A story from the St. Louis Post-Dispatch provided an illustrative case. The news article began discussing the current difficulties of two local St Louis hospitals, then provided an explanation in what amounted to a series of flashbacks. Let me re sequence it a bit, starting with the background of two local hospitals that got caught up in web.
For several decades, Forest Park Hospital — founded in 1889 as Deaconess Central Hospital — was one of the city’s leading community hospitals, serving a broad spectrum of patients including many African-American residents from north St. Louis.
But in recent years, the hospital’s revenues and its number of patient visits had waned because, in part, of the emergence of major hospitals in west St. Louis County and its decision in 2006 to discontinue obstetric services.

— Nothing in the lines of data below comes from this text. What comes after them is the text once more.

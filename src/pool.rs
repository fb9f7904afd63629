//! Connection pooling.
//!
//! The pool is the only structure in this crate mutated by concurrent
//! callers; everything behind the `Mutex` is plain data. Released
//! connections are reused before new physical connections are opened.

use std::sync::atomic::{AtomicUsize, Ordering};
use std::sync::{Arc, Mutex};

use tracing::{debug, warn};

use crate::connection::Connection;
use crate::error::DataAccessError;
use crate::provider::Provider;

/// Pool of open connections for one provider and connection string.
#[derive(Debug)]
pub struct ConnectionPool {
    provider: Arc<dyn Provider>,
    connection_string: String,
    idle: Mutex<Vec<Connection>>,
    physical_opens: AtomicUsize,
}

impl ConnectionPool {
    #[must_use]
    pub fn new(provider: Arc<dyn Provider>, connection_string: impl Into<String>) -> Self {
        Self {
            provider,
            connection_string: connection_string.into(),
            idle: Mutex::new(Vec::new()),
            physical_opens: AtomicUsize::new(0),
        }
    }

    #[must_use]
    pub fn provider(&self) -> &Arc<dyn Provider> {
        &self.provider
    }

    #[must_use]
    pub fn connection_string(&self) -> &str {
        &self.connection_string
    }

    /// Pull an idle connection, or open a new one when the pool is empty.
    ///
    /// # Errors
    ///
    /// Returns a `ConnectionError` when the backend is unreachable; no
    /// half-open connection is ever handed out.
    pub fn acquire(&self) -> Result<Connection, DataAccessError> {
        let reused = {
            let mut idle = match self.idle.lock() {
                Ok(guard) => guard,
                Err(poisoned) => poisoned.into_inner(),
            };
            idle.pop()
        };

        if let Some(conn) = reused {
            debug!("pool: reusing idle connection");
            return Ok(conn);
        }

        let mut conn = Connection::new(self.provider.clone(), self.connection_string.clone());
        conn.open()?;
        self.physical_opens.fetch_add(1, Ordering::Relaxed);
        debug!("pool: opened new physical connection");
        Ok(conn)
    }

    /// Return a connection to the pool. A connection with a dangling active
    /// transaction is rolled back first, and one switched to another database
    /// is moved back to its original one; if either fails the connection is
    /// discarded instead of being pooled.
    pub fn release(&self, mut conn: Connection) {
        if conn.transaction().is_some_and(crate::transaction::Transaction::is_active)
            && conn.rollback().is_err()
        {
            warn!("pool: discarding connection after failed rollback");
            conn.dispose();
            return;
        }
        if !conn.is_open() {
            return;
        }
        if conn.database() != conn.original_database() && conn.change_database(None).is_err() {
            warn!("pool: discarding connection left on another database");
            conn.dispose();
            return;
        }
        let mut idle = match self.idle.lock() {
            Ok(guard) => guard,
            Err(poisoned) => poisoned.into_inner(),
        };
        idle.push(conn);
    }

    /// Number of idle pooled connections.
    #[must_use]
    pub fn idle_count(&self) -> usize {
        match self.idle.lock() {
            Ok(guard) => guard.len(),
            Err(poisoned) => poisoned.into_inner().len(),
        }
    }

    /// Number of physical connections this pool has opened over its life.
    #[must_use]
    pub fn physical_opens(&self) -> usize {
        self.physical_opens.load(Ordering::Relaxed)
    }
}
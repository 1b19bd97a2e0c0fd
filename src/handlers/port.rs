//! Port handlers

use axum::{
    extract::{Query, State},
    response::Json,
};
use sea_orm::{ActiveModelTrait, ColumnTrait, EntityTrait, QueryFilter, QueryOrder, Set};
use serde::Deserialize;

use crate::entity::port;
use crate::error::{AppError, AppResult, OptionExt};
use crate::handlers::common::{existing_id, fetch_page, now, IdQuery, PageQuery, PageResult};
use crate::routes::ApiResponse;
use crate::state::AppState;

/// Create or update request
#[derive(Debug, Deserialize)]
pub struct PortForm {
    pub id: Option<i64>,
    pub name: String,
    pub longitude: f64,
    pub latitude: f64,
}

impl PortForm {
    fn validate(&self) -> AppResult<()> {
        if self.name.trim().is_empty() {
            return Err(AppError::InvalidParam("port name is required".to_string()));
        }
        if !(-180.0..=180.0).contains(&self.longitude) || !(-90.0..=90.0).contains(&self.latitude) {
            return Err(AppError::InvalidParam("coordinates out of range".to_string()));
        }
        Ok(())
    }
}

/// GET /api/port/list
pub async fn list(
    State(state): State<AppState>,
    Query(query): Query<PageQuery>,
) -> AppResult<Json<ApiResponse<PageResult<port::Model>>>> {
    let mut select = port::Entity::find().order_by_asc(port::Column::Name);
    if let Some(like) = query.like() {
        select = select.filter(port::Column::Name.like(like.as_str()));
    }
    Ok(Json(ApiResponse::success(fetch_page(&state.db, select, &query).await?)))
}

/// GET /api/port/get
pub async fn get(
    State(state): State<AppState>,
    Query(query): Query<IdQuery>,
) -> AppResult<Json<ApiResponse<port::Model>>> {
    let found = port::Entity::find_by_id(query.id)
        .one(&state.db)
        .await?
        .ok_or_not_found("port")?;
    Ok(Json(ApiResponse::success(found)))
}

/// POST /api/port/save
pub async fn save(
    State(state): State<AppState>,
    Json(form): Json<PortForm>,
) -> AppResult<Json<ApiResponse<port::Model>>> {
    form.validate()?;
    let id = existing_id(form.id);

    let duplicate = port::Entity::find()
        .filter(port::Column::Name.eq(form.name.trim()))
        .one(&state.db)
        .await?;
    if duplicate.is_some_and(|p| Some(p.id) != id) {
        return Err(AppError::Conflict("port name already exists".to_string()));
    }

    let mut model: port::ActiveModel = match id {
        Some(id) => port::Entity::find_by_id(id)
            .one(&state.db)
            .await?
            .ok_or_not_found("port")?
            .into(),
        None => port::ActiveModel {
            create_time: Set(now()),
            ..Default::default()
        },
    };
    model.name = Set(form.name.trim().to_string());
    model.longitude = Set(form.longitude);
    model.latitude = Set(form.latitude);
    model.update_time = Set(now());

    let saved = if id.is_some() {
        model.update(&state.db).await?
    } else {
        model.insert(&state.db).await?
    };
    Ok(Json(ApiResponse::success(saved)))
}

/// POST /api/port/delete
pub async fn delete(
    State(state): State<AppState>,
    Query(query): Query<IdQuery>,
) -> AppResult<Json<ApiResponse<()>>> {
    let result = port::Entity::delete_by_id(query.id).exec(&state.db).await?;
    if result.rows_affected == 0 {
        return Err(AppError::NotFound("port".to_string()));
    }
    Ok(Json(ApiResponse::success_msg("success")))
}

#[cfg(test)]
mod tests {
    use super::*;

    fn form(name: &str, longitude: f64, latitude: f64) -> PortForm {
        PortForm {
            id: None,
            name: name.to_string(),
            longitude,
            latitude,
        }
    }

    #[test]
    fn test_validate() {
        assert!(form("Shanghai", 121.5, 31.2).validate().is_ok());
        assert!(form(" ", 121.5, 31.2).validate().is_err());
        assert!(form("Nowhere", 200.0, 0.0).validate().is_err());
        assert!(form("Nowhere", 0.0, -91.0).validate().is_err());
    }
}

As the hospital struggled, it continued to be passed along from one owner to the next. In 2004, it was acquired by Argilla Healthcare Inc. Argilla merged with Doctors Community Healthcare Corp. of Scottsdale, Ariz., which became Envision Hospital Corp.
Former board member Buford said Forest Park’s downfall began several years ago when Envision executives made the decision to use the hospital’s profits to help prop up a faltering hospital that Envision owned in Washington.
In 2005, Envision sold the buildings and land of Forest Park Hospital and St. Alexius Hospital to Medline Industries, the Illinois manufacturer of surgical supplies.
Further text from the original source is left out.